WHAT YOU SHOULD DO:
Retype each of the entries below exactly as written.

[Records from a data source]

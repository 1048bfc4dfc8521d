//! Challenge/response authentication run on every freshly opened socket.
//!
//! The device opens with `{"type":"auth_challenge","nonce":"…"}`. We answer
//! with an HMAC-SHA256 over `nonce:token_name` keyed by the secret, and the
//! device replies `auth_ok` or `auth_rejected`. No other frame is accepted
//! until the exchange completes.

use std::time::Duration;

use futures_util::{Sink, SinkExt, Stream, StreamExt};
use hmac::{Hmac, Mac};
use secrecy::ExposeSecret;
use serde::Deserialize;
use serde_json::json;
use sha2::Sha256;
use tokio_tungstenite::tungstenite::{self, Message};

use crate::error::Error;
use crate::transport::Credentials;

type HmacSha256 = Hmac<Sha256>;

#[derive(Debug, Deserialize)]
#[serde(tag = "type", rename_all = "snake_case")]
enum AuthMessage {
    AuthChallenge {
        nonce: String,
    },
    AuthOk,
    AuthRejected {
        #[serde(default)]
        reason: Option<String>,
    },
}

/// Hex-encoded `HMAC-SHA256(secret, nonce ":" token_name)`.
pub fn digest(secret: &str, nonce: &str, token_name: &str) -> Result<String, Error> {
    let mut mac = <HmacSha256 as Mac>::new_from_slice(secret.as_bytes()).map_err(|e| Error::AuthenticationFailed {
        reason: format!("unusable secret key: {e}"),
    })?;
    mac.update(nonce.as_bytes());
    mac.update(b":");
    mac.update(token_name.as_bytes());
    Ok(hex::encode(mac.finalize().into_bytes()))
}

/// The reply frame for a challenge.
pub fn auth_reply(credentials: &Credentials, nonce: &str) -> Result<String, Error> {
    let digest = digest(credentials.secret_key.expose_secret(), nonce, &credentials.token_name)?;
    Ok(json!({
        "type": "auth",
        "token_name": credentials.token_name,
        "digest": digest,
    })
    .to_string())
}

/// Run the handshake on `ws`, failing with `AuthenticationFailed` if it is
/// rejected, the socket closes, or `timeout` elapses first.
pub async fn authenticate<S>(ws: &mut S, credentials: &Credentials, timeout: Duration) -> Result<(), Error>
where
    S: Stream<Item = Result<Message, tungstenite::Error>> + Sink<Message, Error = tungstenite::Error> + Unpin,
{
    match tokio::time::timeout(timeout, exchange(ws, credentials)).await {
        Ok(result) => result,
        Err(_) => Err(Error::AuthenticationFailed {
            reason: format!("handshake did not complete within {}ms", timeout.as_millis()),
        }),
    }
}

async fn exchange<S>(ws: &mut S, credentials: &Credentials) -> Result<(), Error>
where
    S: Stream<Item = Result<Message, tungstenite::Error>> + Sink<Message, Error = tungstenite::Error> + Unpin,
{
    let AuthMessage::AuthChallenge { nonce } = next_auth_message(ws).await? else {
        return Err(rejected("device did not open with an auth challenge"));
    };
    tracing::debug!("auth challenge received");

    ws.send(Message::text(auth_reply(credentials, &nonce)?))
        .await
        .map_err(|e| Error::ConnectionFailed(e.to_string()))?;

    match next_auth_message(ws).await? {
        AuthMessage::AuthOk => Ok(()),
        AuthMessage::AuthRejected { reason } => Err(Error::AuthenticationFailed {
            reason: reason.unwrap_or_else(|| "secret key rejected".into()),
        }),
        AuthMessage::AuthChallenge { .. } => Err(rejected("device repeated the challenge")),
    }
}

/// Read until the next text frame and parse it as an auth message.
async fn next_auth_message<S>(ws: &mut S) -> Result<AuthMessage, Error>
where
    S: Stream<Item = Result<Message, tungstenite::Error>> + Unpin,
{
    loop {
        match ws.next().await {
            Some(Ok(Message::Text(text))) => {
                return serde_json::from_str(text.as_str())
                    .map_err(|e| rejected(&format!("unexpected frame during handshake: {e}")));
            }
            Some(Ok(Message::Close(frame))) => {
                let reason = frame.map_or_else(|| "no reason".to_owned(), |cf| format!("{} {}", cf.code, cf.reason.as_str()));
                return Err(rejected(&format!("device closed the socket during handshake ({reason})")));
            }
            Some(Ok(_)) => {}
            Some(Err(e)) => return Err(Error::ConnectionFailed(e.to_string())),
            None => return Err(rejected("socket ended during handshake")),
        }
    }
}

fn rejected(reason: &str) -> Error {
    Error::AuthenticationFailed {
        reason: reason.to_owned(),
    }
}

RESPONSE TO THIS EXERCISE:
repository 1048bfc4dfc8521d
//! Challenge/response authentication run on every freshly opened socket.
//!
//! The device opens with `{"type":"auth_challenge","nonce":"…"}`. We answer
//! with an HMAC-SHA256 over `nonce:token_name` keyed by the secret, and the
//! device replies `auth_ok` or `auth_rejected`. No other frame is accepted
//! until the exchange completes.

use std::time::Duration;

use futures_util::{Sink, SinkExt, Stream, StreamExt};
use hmac::{Hmac, Mac};
use secrecy::ExposeSecret;
use serde::Deserialize;
use serde_json::json;
use sha2::Sha256;
use tokio_tungstenite::tungstenite::{self, Message};

use crate::error::Error;
use crate::transport::Credentials;

type HmacSha256 = Hmac<Sha256>;

#[derive(Debug, Deserialize)]
#[serde(tag = "type", rename_all = "snake_case")]
enum AuthMessage {
    AuthChallenge {
        nonce: String,
    },
    AuthOk,
    AuthRejected {
        #[serde(default)]
        reason: Option<String>,
    },
}

/// Hex-encoded `HMAC-SHA256(secret, nonce ":" token_name)`.
pub fn digest(secret: &str, nonce: &str, token_name: &str) -> Result<String, Error> {
    let mut mac = <HmacSha256 as Mac>::new_from_slice(secret.as_bytes()).map_err(|e| Error::AuthenticationFailed {
        reason: format!("unusable secret key: {e}"),
    })?;
    mac.update(nonce.as_bytes());
    mac.update(b":");
    mac.update(token_name.as_bytes());
    Ok(hex::encode(mac.finalize().into_bytes()))
}

/// The reply frame for a challenge.
pub fn auth_reply(credentials: &Credentials, nonce: &str) -> Result<String, Error> {
    let digest = digest(credentials.secret_key.expose_secret(), nonce, &credentials.token_name)?;
    Ok(json!({
        "type": "auth",
        "token_name": credentials.token_name,
        "digest": digest,
    })
    .to_string())
}

/// Run the handshake on `ws`, failing with `AuthenticationFailed` if it is
/// rejected, the socket closes, or `timeout` elapses first.
pub async fn authenticate<S>(ws: &mut S, credentials: &Credentials, timeout: Duration) -> Result<(), Error>
where
    S: Stream<Item = Result<Message, tungstenite::Error>> + Sink<Message, Error = tungstenite::Error> + Unpin,
{
    match tokio::time::timeout(timeout, exchange(ws, credentials)).await {
        Ok(result) => result,
        Err(_) => Err(Error::AuthenticationFailed {
            reason: format!("handshake did not complete within {}ms", timeout.as_millis()),
        }),
    }
}

async fn exchange<S>(ws: &mut S, credentials: &Credentials) -> Result<(), Error>
where
    S: Stream<Item = Result<Message, tungstenite::Error>> + Sink<Message, Error = tungstenite::Error> + Unpin,
{
    let AuthMessage::AuthChallenge { nonce } = next_auth_message(ws).await? else {
        return Err(rejected("device did not open with an auth challenge"));
    };
    tracing::debug!("auth challenge received");

    ws.send(Message::text(auth_reply(credentials, &nonce)?))
        .await
        .map_err(|e| Error::ConnectionFailed(e.to_string()))?;

    match next_auth_message(ws).await? {
        AuthMessage::AuthOk => Ok(()),
        AuthMessage::AuthRejected { reason } => Err(Error::AuthenticationFailed {
            reason: reason.unwrap_or_else(|| "secret key rejected".into()),
        }),
        AuthMessage::AuthChallenge { .. } => Err(rejected("device repeated the challenge")),
    }
}

/// Read until the next text frame and parse it as an auth message.
async fn next_auth_message<S>(ws: &mut S) -> Result<AuthMessage, Error>
where
    S: Stream<Item = Result<Message, tungstenite::Error>> + Unpin,
{
    loop {
        match ws.next().await {
            Some(Ok(Message::Text(text))) => {
                return serde_json::from_str(text.as_str())
                    .map_err(|e| rejected(&format!("unexpected frame during handshake: {e}")));
            }
            Some(Ok(Message::Close(frame))) => {
                let reason = frame.map_or_else(|| "no reason".to_owned(), |cf| format!("{} {}", cf.code, cf.reason.as_str()));
                return Err(rejected(&format!("device closed the socket during handshake ({reason})")));
            }
            Some(Ok(_)) => {}
            Some(Err(e)) => return Err(Error::ConnectionFailed(e.to_string())),
            None => return Err(rejected("socket ended during handshake")),
        }
    }
}

fn rejected(reason: &str) -> Error {
    Error::AuthenticationFailed {
        reason: reason.to_owned(),
    }
}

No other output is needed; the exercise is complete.